__Task goal__
Would you work out how many of the lines below hold "timestamp" and reply with nothing but the number?

(Stored dataset items)

//! Scalar domain types that have no direct std counterpart.

mod number;
mod timestamp;

pub use number::{MAX_NUMBER_DIGITS, Number, NumberError};
pub use timestamp::{MAX_TIMESTAMP_PRECISION, Timestamp, TimestampError};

__Reply to the task__
2